Abbiamo intervistato lo scrittore norvegese Jostein Gaarder in occasione della presentazione alla fiera del Libro di Torino del suo ultimo libro “Il mondo di Anna”. In questo libro l’autore attraverso la sua protagonista, una giovane norvegese che sta per compiere sedici anni, lancia un severo monito contro l’incontrollato uso delle risorse mostrando come potrà essere il nostro mondo fra settant’anni.

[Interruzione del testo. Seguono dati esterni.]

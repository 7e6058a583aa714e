//! Pipeline stages around a single file's conversion.
//!
//! ## Data Flow
//!
//! ```text
//! input ──▶ convert ──▶ postprocess
//! (paths)   (external)   (cleanup)
//! ```
//!
//! 1. [`input`]: recognise formats, normalise paths, scan directories
//! 2. [`convert`]: the [`convert::Converter`] seam; runs the external
//!    converter program
//! 3. [`postprocess`]: opt-in whitespace cleanup of the converter's
//!    Markdown (`clean_output`)

pub mod convert;
pub mod input;
pub mod postprocess;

In questo suo ultimo Anna con il suo entusiasmo giovanile cerca di aprirci gli occhi sui danni che noi uomini stiamo producendo sul nostro pianeta, vuole forse comunicarci che noi adulti siamo talmente abituati al nostro stile di vita che facciamo fatica a cambiarlo?
Noi adulti siamo talmente abituati alla nostra vita che non riusciamo neppure ad immaginarne una diversa da quella a cui siamo abituati. Ho scelto come protagonista del mio libro una ragazzina, perché solo una voce fresca può sfidarci a cambiare. Anna, con la sua visione disincantata ed ancora amante della flora e della fauna che la circonda, può farci capire che se ora la situazione per il nostro pianeta è precaria, continuando a bruciare nell’atmosfera carbone e petrolio, condanneremo la Terra ad una lenta e dolorosa fine.

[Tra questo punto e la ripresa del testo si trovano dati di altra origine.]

#[tokio::main]
async fn main() -> Result<()> {
    let cli = Cli::parse();

    // ── Logging setup ────────────────────────────────────────────────────
    // Suppress INFO-level library logs when the progress bar is active;
    // the bar provides all the feedback that matters to the user.
    let show_progress = !cli.quiet && !cli.no_progress && io::stderr().is_terminal();
    let filter = if cli.verbose {
        "debug"
    } else if cli.quiet || show_progress {
        "error"
    } else {
        "info"
    };

    tracing_subscriber::fmt()
        .with_env_filter(
            EnvFilter::try_from_default_env().unwrap_or_else(|_| EnvFilter::new(filter)),
        )
        .with_writer(io::stderr)
        .init();

    // ── Build queue ──────────────────────────────────────────────────────
    let config = build_config(&cli)?;
    let queue = BatchQueue::new(config);

    for input in &cli.inputs {
        if input.is_dir() {
            queue
                .add_directory(input)
                .with_context(|| format!("Failed to scan {}", input.display()))?;
        } else {
            queue
                .add([input])
                .with_context(|| format!("Failed to queue {}", input.display()))?;
        }
    }
    if queue.is_empty() {
        anyhow::bail!("No convertible files found in the given inputs");
    }

    // ── Run conversion ───────────────────────────────────────────────────
    let converter = Arc::new(CommandConverter::new(&cli.converter).args(&cli.converter_args));
    let observer = CliObserver::new(show_progress);

    let mut handle = queue
        .spawn_processing(converter, observer)
        .context("Failed to start processing")?;

    // First Ctrl-C lets the current file finish; a second one abandons it.
    let quiet = cli.quiet;
    let mut presses = 0u32;
    let ctrl_c = move || {
        presses += 1;
        let first = presses == 1;
        async move {
            if tokio::signal::ctrl_c().await.is_err() {
                std::future::pending::<()>().await;
            }
            if first && !quiet {
                eprintln!(
                    "{} Stopping after the current file… (Ctrl-C again to abort)",
                    cyan("◆")
                );
            }
        }
    };
    let Some(report) = queue
        .join_interruptible(&mut handle, ctrl_c)
        .await
        .context("Processing task failed")?
    else {
        eprintln!("{} Aborted", red("✘"));
        // The hung converter thread cannot be joined; exit without waiting
        // for the runtime to drain the blocking pool.
        std::process::exit(130);
    };

    if !cli.quiet && !show_progress {
        eprintln!(
            "Converted {}/{} files in {}ms",
            report.completed, report.attempted, report.duration_ms
        );
        if report.failed > 0 {
            eprintln!("  {} files failed", report.failed);
        }
    }

    let items = queue.snapshot();
    let unfinished = items.iter().filter(|i| !i.status().is_finished()).count();
    if unfinished > 0 && !cli.quiet {
        let reason = if queue.is_cancelled() { "cancelled" } else { "halted" };
        eprintln!("{} {unfinished} files not processed ({reason})", yellow("⚠"));
    }
    let stats = queue.stats();
    let exporter =
        Exporter::new(queue.config().export.clone()).context("Invalid export options")?;

    // ── Export ───────────────────────────────────────────────────────────
    if stats.completed > 0 {
        if let Some(ref zip) = cli.zip {
            let export = exporter
                .export_zip(&items, zip)
                .context("ZIP export failed")?;
            if !cli.quiet {
                eprintln!(
                    "{}  {} files  →  {}",
                    green("✔"),
                    export.files_written,
                    bold(&export.location.display().to_string())
                );
            }
        }
        if let Some(ref out_dir) = cli.out_dir {
            let export = exporter
                .export_folder(&items, out_dir)
                .context("Folder export failed")?;
            if !cli.quiet {
                eprintln!(
                    "{}  {} files  →  {}",
                    green("✔"),
                    export.files_written,
                    bold(&export.location.display().to_string())
                );
            }
        }
    }

    // ── Stdout ───────────────────────────────────────────────────────────
    if cli.json {
        let json = exporter
            .summary(&items)
            .to_json()
            .context("Failed to serialise summary")?;
        println!("{json}");
    } else if cli.zip.is_none() && cli.out_dir.is_none() {
        print_markdown(&queue).context("Failed to write to stdout")?;
    }

    if stats.completed == 0 {
        anyhow::bail!("No files were converted ({} failed)", stats.errors);
    }
    Ok(())
}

Un tema portante di questo suo libro è l’avidità che che caratterizza questa nostra società, possibile che l’uomo sia solamente capace a discutere, attraverso conferenze e congressi, ma mai attuare vere politiche efficaci?

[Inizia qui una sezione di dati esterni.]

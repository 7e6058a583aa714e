//! Queue items: one source file and its conversion record.
//!
//! Fields are private so the status/content/error invariant holds by
//! construction: `content` is non-empty exactly when the item is
//! `Completed`, and `error` is non-empty exactly when it is `Error`.

use serde::{Deserialize, Serialize};
use std::fmt;
use std::path::{Path, PathBuf};

/// Message recorded when a failure carries no text of its own.
const UNKNOWN_ERROR: &str = "Unknown conversion error";

/// Lifecycle status of a [`QueueItem`].
///
/// `Pending → Processing → {Completed | Error}`. `Completed` is terminal;
/// `Error` items are reattempted by the next processing pass.
#[derive(Debug, Clone, Copy, PartialEq, Eq, Hash, Default, Serialize, Deserialize)]
pub enum ItemStatus {
    #[default]
    Pending,
    Processing,
    Completed,
    Error,
}

impl ItemStatus {
    pub fn as_str(&self) -> &'static str {
        match self {
            Self::Pending => "Pending",
            Self::Processing => "Processing",
            Self::Completed => "Completed",
            Self::Error => "Error",
        }
    }

    /// `true` once the current pass is done with this item.
    pub fn is_finished(&self) -> bool {
        matches!(self, Self::Completed | Self::Error)
    }
}

impl fmt::Display for ItemStatus {
    fn fmt(&self, f: &mut fmt::Formatter<'_>) -> fmt::Result {
        f.write_str(self.as_str())
    }
}

/// One file in the batch queue.
#[derive(Debug, Clone, PartialEq, Eq)]
pub struct QueueItem {
    path: PathBuf,
    display_name: String,
    size_bytes: u64,
    status: ItemStatus,
    content: String,
    error: String,
}

impl QueueItem {
    /// Create a `Pending` item, capturing the file name and size now.
    ///
    /// A file that cannot be stat'ed gets size `0`; conversion will report
    /// the real problem later.
    pub fn new(path: impl Into<PathBuf>) -> Self {
        let path = path.into();
        let display_name = path
            .file_name()
            .map(|n| n.to_string_lossy().into_owned())
            .unwrap_or_else(|| path.to_string_lossy().into_owned());
        let size_bytes = std::fs::metadata(&path).map(|m| m.len()).unwrap_or(0);
        Self {
            path,
            display_name,
            size_bytes,
            status: ItemStatus::Pending,
            content: String::new(),
            error: String::new(),
        }
    }

    pub fn path(&self) -> &Path {
        &self.path
    }

    pub fn display_name(&self) -> &str {
        &self.display_name
    }

    pub fn size_bytes(&self) -> u64 {
        self.size_bytes
    }

    pub fn status(&self) -> ItemStatus {
        self.status
    }

    /// Converted Markdown; empty unless `Completed`.
    pub fn content(&self) -> &str {
        &self.content
    }

    /// Failure message; `None` unless `Error`.
    pub fn error(&self) -> Option<&str> {
        (self.status == ItemStatus::Error).then_some(self.error.as_str())
    }

    pub fn is_completed(&self) -> bool {
        self.status == ItemStatus::Completed
    }

    /// Source stem with a `.md` extension, e.g. `report.docx` → `report.md`.
    pub fn markdown_file_name(&self) -> String {
        let stem = self
            .path
            .file_stem()
            .map(|s| s.to_string_lossy().into_owned())
            .unwrap_or_else(|| self.display_name.clone());
        format!("{stem}.md")
    }

    // ── Transitions (queue-only) ──────────────────────────────────────────

    /// `Pending | Error → Processing`. Completed items are left alone.
    pub(crate) fn begin(&mut self) {
        if self.is_completed() {
            return;
        }
        self.status = ItemStatus::Processing;
        self.content.clear();
        self.error.clear();
    }

    /// Record converted text. Empty text is recorded as a failure.
    pub(crate) fn complete(&mut self, content: String) {
        if self.is_completed() {
            return;
        }
        if content.is_empty() {
            self.fail(crate::error::ConvertError::NoContent.to_string());
            return;
        }
        self.status = ItemStatus::Completed;
        self.content = content;
        self.error.clear();
    }

    /// Record a failure message.
    pub(crate) fn fail(&mut self, message: impl Into<String>) {
        if self.is_completed() {
            return;
        }
        let message = message.into();
        self.status = ItemStatus::Error;
        self.content.clear();
        self.error = if message.trim().is_empty() {
            UNKNOWN_ERROR.to_string()
        } else {
            message
        };
    }
}

#[cfg(test)]
mod tests {
    use super::*;

    fn holds_invariant(item: &QueueItem) -> bool {
        (item.status() == ItemStatus::Completed) == !item.content().is_empty()
            && (item.status() == ItemStatus::Error) == !item.error.is_empty()
    }

    #[test]
    fn test_new_item_is_pending_with_name() {
        let item = QueueItem::new("/docs/report.docx");
        assert_eq!(item.status(), ItemStatus::Pending);
        assert_eq!(item.display_name(), "report.docx");
        assert_eq!(item.size_bytes(), 0);
        assert!(holds_invariant(&item));
    }

    #[test]
    fn test_size_is_captured_on_creation() {
        let dir = tempfile::tempdir().unwrap();
        let path = dir.path().join("a.txt");
        std::fs::write(&path, b"hello").unwrap();
        let item = QueueItem::new(&path);
        std::fs::write(&path, b"hello world").unwrap();
        assert_eq!(item.size_bytes(), 5);
    }

    #[test]
    fn test_finished_statuses() {
        assert!(!ItemStatus::Pending.is_finished());
        assert!(!ItemStatus::Processing.is_finished());
        assert!(ItemStatus::Completed.is_finished());
        assert!(ItemStatus::Error.is_finished());
    }

    #[test]
    fn test_markdown_name_replaces_extension() {
        assert_eq!(QueueItem::new("/x/report.docx").markdown_file_name(), "report.md");
        assert_eq!(QueueItem::new("/x/archive.tar.gz").markdown_file_name(), "archive.tar.md");
        assert_eq!(QueueItem::new("/x/README").markdown_file_name(), "README.md");
    }

    #[test]
    fn test_lifecycle_keeps_invariant() {
        let mut item = QueueItem::new("/x/a.pdf");
        item.begin();
        assert_eq!(item.status(), ItemStatus::Processing);
        assert!(holds_invariant(&item));

        item.fail("corrupt stream");
        assert_eq!(item.error(), Some("corrupt stream"));
        assert!(holds_invariant(&item));

        item.begin();
        assert_eq!(item.error(), None);
        item.complete("# A\n".into());
        assert_eq!(item.status(), ItemStatus::Completed);
        assert!(holds_invariant(&item));
    }

    #[test]
    fn test_empty_content_becomes_error() {
        let mut item = QueueItem::new("/x/a.pdf");
        item.begin();
        item.complete(String::new());
        assert_eq!(item.status(), ItemStatus::Error);
        assert_eq!(item.error(), Some("No content extracted"));
    }

    #[test]
    fn test_blank_failure_message_is_replaced() {
        let mut item = QueueItem::new("/x/a.pdf");
        item.fail("  ");
        assert_eq!(item.error(), Some(UNKNOWN_ERROR));
        assert!(holds_invariant(&item));
    }

    #[test]
    fn test_completed_is_sticky() {
        let mut item = QueueItem::new("/x/a.pdf");
        item.complete("text".into());
        item.begin();
        item.fail("late failure");
        assert!(item.is_completed());
        assert_eq!(item.content(), "text");
    }
}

Gli uomini sono molto abili a dialogare, ma mancano sia di fantasia che di energia dinamica. Le donne, secondo me, hanno un fuoco creatore che le porta sia ad avere maggiore compassione per il creato che, nel contempo ad agire per conservarlo. Se dipendesse da me darei ad un comitato di donne il budget per la difesa del clima, sono giunto a questa conclusione perché ho visto spesso donne, di ogni latitudine, battersi per impiantare alberi, costruire pozzi in zone aride e edificare celle solari in previsione di una diminuzione delle solite risorse pericolose.
L’idea di un collegamento onirico tra il nostro mondo ed un ipotetico futuro è stato usato forse per avvisare, con immagini concrete, quale potrebbe essere il nostro destino se non dovessimo cambiare rotta?
La visione di un mondo futuro in cui molte città sono sotterrate dalla sabbia e molte specie sono ormai estinte non è un futuro scritto, ma solamente una mia previsione. Quello che ho scritto può essere smentito perché tutto dipende, per fortuna, ancora dal nostro agire. Prima di pubblicare questo romanzo ho parlato con un climatologo il quale mi ha confermato che senza una presenza di coscienza globale siamo destinati a gravi cambiamenti che riguarderanno tutto l’ecosistema.
Un aspetto rilevante che ho notato nel suo romanzo è l’ignoranza dell’uomo comune rispetto alle problematiche ambientali ed al tema dello sfruttamento delle risorse, per questo motivo ha, saggiamente, inserito notizie tratte tra da saggi e studi riguardanti tematiche ecologistiche?
A mio avviso l’ignoranza non è più giustificabile, anzi c’è perfino troppa informazione sui giornali, nelle riviste, come sul web. Nel mio libro tutti gli articoli che Anna trova sono, per ironia, brani che ho reperito in giornali specialistici oppure saggi che ho scritto nella mia attività di saggista e commentatore. La sfida che attua Anna è scuotere l’uomo dalla sua pigrizia, la nostra protagonista incita tutti ad agire perché vede il pessimismo globale come una forma di vigliaccheria.
Nelle sue pagine pagine c’è una forte spinta alla lettura dei classici, crede che la lettura possa portarci ad una maggiore riflessione sul mondo in cui viviamo?
Il tema della lettura è fondamentale. Credo occorra allenare le persone alla bellezza del libro come sistema per avere una mentalità sempre più aperta. La cultura non deve essere un mero fattore di erudizione, ma un bagaglio che portiamo nella nostra vita e che ci può aiutare nel compiere le nostre azioni. Un aneddoto che ricordo con piacere riguarda il rapporto fra grandi magnati e la lettura. In America il giornale economico Financial Times condusse un indagine dal titolo “il libro che ho sul mio comodino”, al termine di questa ricerca il dato che emerse era che pochissimi manager ed amministratori delegati trovavano il tempo per leggere e quando lo facevano si limitavano a libri poco impegnativi.